Planning for healthcare reform began in 1993 and was led by the Ministry of Health and was undertaken during the post-independence shift towards a market economy. Presidential Decree #400, ratified in 1994, provided the basis for the reorganization by expanding healthcare funding sources from government revenues only to include elements of government, payroll tax, and municipal subsidies. The first major changes took place as a result of the 1995 Georgian Health Care Reform Package that introduced new concepts, including social insurance, official user fees, and new provider payment mechanisms like co-payments. In 1999, the Georgian National Health Policy, which outlined objectives to improve the equity, accessibility, and affordability of health services, was developed. The Strategic Health Plan for Georgia 2000-2009, which detailed more strategies for implementing the National Health Policy, was then published. Development of the Primary Health Care Master Plan began in 2003 with support from international aid sources. A plan was outlined to consolidate the 750 existing primary health care facilities outside of Tbilisi into 549 facilities that would serve approximately 30,000 people each. The government was not equipped to regulate such a large number of private practices, though, and the plan was reevaluated in 2007. The consolidated facilities were deemed unrealistic for the mountainous regions of the country and unnecessary in urban areas, and the plan was altered to allow about 900 primary health care facilities in rural areas and an unlimited number in the largest cities. In 2008, the Ministry of Labor, Health, and Social Affairs distributed primary health care "toolkits," which included renovation plans and funds, to rural providers in about 900 rural villages.
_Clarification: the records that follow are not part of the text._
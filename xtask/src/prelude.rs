pub use anstream::eprintln as aeprintln;
pub use anstream::println as aprintln;

/// Tokyo Night color palette
pub mod colors {
    pub const RESET: &str = "\x1b[0m";

    pub const TKN_RED: &str = "\x1b[38;2;247;118;142m"; // #f7768e
    pub const TKN_GREEN: &str = "\x1b[38;2;158;206;106m"; // #9ece6a
    pub const TKN_YELLOW: &str = "\x1b[38;2;224;175;104m"; // #e0af68
    pub const TKN_BLUE: &str = "\x1b[38;2;122;162;247m"; // #7aa2f7
}

fn paint(color: &str, text: &str) -> String {
    format!("{}{}{}", color, text, colors::RESET)
}

pub fn p_g(text: &str) -> String {
    paint(colors::TKN_GREEN, text)
}

pub fn p_r(text: &str) -> String {
    paint(colors::TKN_RED, text)
}

pub fn p_y(text: &str) -> String {
    paint(colors::TKN_YELLOW, text)
}

pub fn p_b(text: &str) -> String {
    paint(colors::TKN_BLUE, text)
}
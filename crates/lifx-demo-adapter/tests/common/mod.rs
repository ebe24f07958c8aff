/*
[INPUT]:  Test configuration and mock server requirements
[OUTPUT]: Shared test utilities, fixtures, and mock helpers
[POS]:    Test infrastructure - shared across all test modules
[UPDATE]: When adding new test patterns or fixtures
*/

//! Common test utilities for lifx-demo-adapter tests

#![allow(dead_code)]

use std::sync::Arc;
use std::time::Duration;

use lifx_demo_adapter::{BackendClient, BackendConfig, BrowserState, SessionTracker};
use serde_json::{Value, json};
use wiremock::MockServer;

pub const TEST_DEMO_KEY: &str = "LifxDemo";

/// Setup a mock HTTP server for testing
pub async fn setup_mock_server() -> MockServer {
    MockServer::start().await
}

/// Client pointed at `base_url` with fresh in-memory state and no reset pause
pub fn client_for(base_url: &str, state: BrowserState) -> Arc<BackendClient> {
    let tracker = SessionTracker::new(state).with_reset_delay(Duration::ZERO);
    BackendClient::new(tracker, BackendConfig::new(base_url, TEST_DEMO_KEY))
        .expect("client should build")
        .into_shared()
}

pub fn test_client(server: &MockServer) -> Arc<BackendClient> {
    client_for(&server.uri(), BrowserState::in_memory())
}

/// One server log record as the backend serializes it
pub fn log_record(timestamp: &str, level: &str, message: &str) -> Value {
    json!({
        "timestamp": timestamp,
        "level": level,
        "message": message,
    })
}

pub fn logs_body(logs: Vec<Value>) -> Value {
    json!({
        "success": true,
        "count": logs.len(),
        "logs": logs,
    })
}

pub async fn request_count(server: &MockServer, request_path: &str) -> usize {
    server
        .received_requests()
        .await
        .unwrap_or_default()
        .iter()
        .filter(|request| request.url.path() == request_path)
        .count()
}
The government that came to power after the Rose Revolution was faced with addressing problems that had surfaced during the weak implementation of previous reforms, especially a rise in out-of-pocket payments, an excessive and obsolete health infrastructure, and unequal access to healthcare services. From 2004 to 2006, a major emphasis was placed on transforming the social sector. Previous forms of social assistance created for specific groups were replaced by a new targeted social assistance program, which defined beneficiaries by socioeconomic status, identifying those most in need of economic assistance. In 2006, the State Agency for Social Assistance was created, along with the Governmental Commission for Health and Social Reforms, which was to become the decision-making body for healthcare reforms. The first policy created, entitled Main Directions in Health 2007-2009, outlined four main health objectives for the government to address: affordability of basic health services and protection of the public from serious financial health risks, quality of services, accessibility of services by continued development of infrastructure, and efficiency of the health system. The first reform to be implemented as part of the Main Directions in Health was the Hospital Development Master Plan. Begun in January 2007, the reform resulted in the replacement of the existing hospital infrastructure by transferring ownership rights from the state to the private sector. Hospital locations were chosen based on the principle of 45-minute geographic accessibility, with number of beds based on population size and health needs. Newly reformed hospitals integrated psychology, necrology, oncology, obstetrics, gynecology, pediatrics, and infectious diseases meant to provide comprehensive quality healthcare.